Prendre en compte le vieillissement de la population
Le nombre de citoyens âgés de plus de 60 ans est en constante augmentation. Ils représentaient 11% de la population mondiale en 2006, ils seront 22% en 2050 – presque un habitant sur quatre. « Pour la première fois dans l’histoire, les personnes âgées seront plus nombreuses que les enfants (0-14 ans). Les pays en développement vieillissent beaucoup plus vite que les pays développés : dans cinq décennies, un peu plus de 80% des personnes âgées vivront dans les pays en développement, contre 60% en 2005 ». [1] Si aujourd’hui, en Belgique, une personne sur cinq est retraitée, en 2030, cette proportion passera à une personne sur trois, souligne Anne Jaumotte, sociologue.[2] Il est dès lors capital de mieux valoriser le potentiel que représentent les personnes âgées pour l’humanité.
Qu’est-ce qu’une ville amie des aînés ?
« Une ville-amie des aînés encourage le vieillissement actif en optimisant la santé, la participation et la sécurité des citoyens âgés pour améliorer leur qualité de vie, expliquent les auteurs du Guide. Concrètement, une ville-amie des aînés adapte ses structures et services afin que les personnes âgées aux capacités et aux besoins divers puissent y accéder et y avoir leur place. »
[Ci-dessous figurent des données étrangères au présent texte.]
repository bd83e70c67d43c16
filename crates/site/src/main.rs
//! Binary entrypoint for the browser-hosted `site` application.

#[cfg(all(target_arch = "wasm32", feature = "csr"))]
fn main() {
    site::mount();
}

#[cfg(not(target_arch = "wasm32"))]
fn main() {
    eprintln!(
        "This binary is intended for the browser/WASM workflow. Build `site_app` for wasm32 with the `csr` feature."
    );
}
use platform_host::{Collection, SubmitOutcome};

#[derive(Debug, Clone, Copy, PartialEq, Eq, Hash)]
/// Catalog collections sharing the name/code/active record shape.
pub enum CatalogKind {
    /// Cities catalog.
    City,
    /// Departments catalog.
    Department,
    /// Professions catalog.
    Profession,
}

impl CatalogKind {
    /// Persisted collection backing this catalog.
    pub const fn collection(self) -> Collection {
        match self {
            Self::City => Collection::Cities,
            Self::Department => Collection::Departments,
            Self::Profession => Collection::Professions,
        }
    }

    /// Capitalized singular noun used in notices.
    pub const fn noun(self) -> &'static str {
        match self {
            Self::City => "Ciudad",
            Self::Department => "Departamento",
            Self::Profession => "Profesión",
        }
    }

    const fn feminine(self) -> bool {
        matches!(self, Self::City | Self::Profession)
    }

    const fn with_article(self) -> &'static str {
        match self {
            Self::City => "la ciudad",
            Self::Department => "el departamento",
            Self::Profession => "la profesión",
        }
    }

    fn participle(self, stem: &str) -> String {
        format!("{stem}{}", if self.feminine() { "a" } else { "o" })
    }

    /// Placeholder for the name input.
    pub const fn name_placeholder(self) -> &'static str {
        match self {
            Self::City => "Nombre de la ciudad",
            Self::Department => "Nombre del departamento",
            Self::Profession => "Nombre de la profesión",
        }
    }

    /// Table message shown when the collection is empty.
    pub const fn empty_message(self) -> &'static str {
        match self {
            Self::City => "No hay ciudades registradas",
            Self::Department => "No hay departamentos registrados",
            Self::Profession => "No hay profesiones registradas",
        }
    }

    /// Success notice after an accepted draft.
    pub fn saved_notice(self, name: &str, outcome: SubmitOutcome) -> String {
        let verb = match outcome {
            SubmitOutcome::Created => self.participle("agregad"),
            SubmitOutcome::Updated => self.participle("actualizad"),
        };
        format!("{} \"{name}\" {verb} correctamente", self.noun())
    }

    /// Success notice after a delete.
    pub fn deleted_notice(self) -> String {
        format!("{} {} correctamente", self.noun(), self.participle("eliminad"))
    }

    /// Confirmation prompt shown before a delete.
    pub fn delete_prompt(self, name: &str) -> String {
        format!("¿Está seguro de eliminar {} \"{name}\"?", self.with_article())
    }
}

#[cfg(test)]
mod tests {
    use pretty_assertions::assert_eq;

    use super::*;

    #[test]
    fn notices_agree_with_the_noun_gender() {
        assert_eq!(
            CatalogKind::City.saved_notice("Pasto", SubmitOutcome::Created),
            "Ciudad \"Pasto\" agregada correctamente"
        );
        assert_eq!(
            CatalogKind::Department.saved_notice("Boyacá", SubmitOutcome::Updated),
            "Departamento \"Boyacá\" actualizado correctamente"
        );
        assert_eq!(
            CatalogKind::Profession.deleted_notice(),
            "Profesión eliminada correctamente"
        );
        assert_eq!(
            CatalogKind::Department.delete_prompt("Antioquia"),
            "¿Está seguro de eliminar el departamento \"Antioquia\"?"
        );
    }

    #[test]
    fn each_kind_maps_to_its_collection_key() {
        assert_eq!(CatalogKind::City.collection().key(), "cities");
        assert_eq!(CatalogKind::Department.collection().key(), "departments");
        assert_eq!(CatalogKind::Profession.collection().key(), "professions");
    }
}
L’objectif du Guide est d’aider les villes à diagnostiquer comment elles pourraient devenir plus accueillantes pour les aînés. Les auteurs ont travaillé autour de 8 thématiques (voir graphique en fleur, ci-contre) et pour chacune d’entre elles, ils présentent un large éventail d’initiatives déjà appliquées dans certaines villes. De quoi donner des idées aux élus et citoyens d’autres villes désireux de transformer à leur tour leur cité en “ ville-amie des aînés ”.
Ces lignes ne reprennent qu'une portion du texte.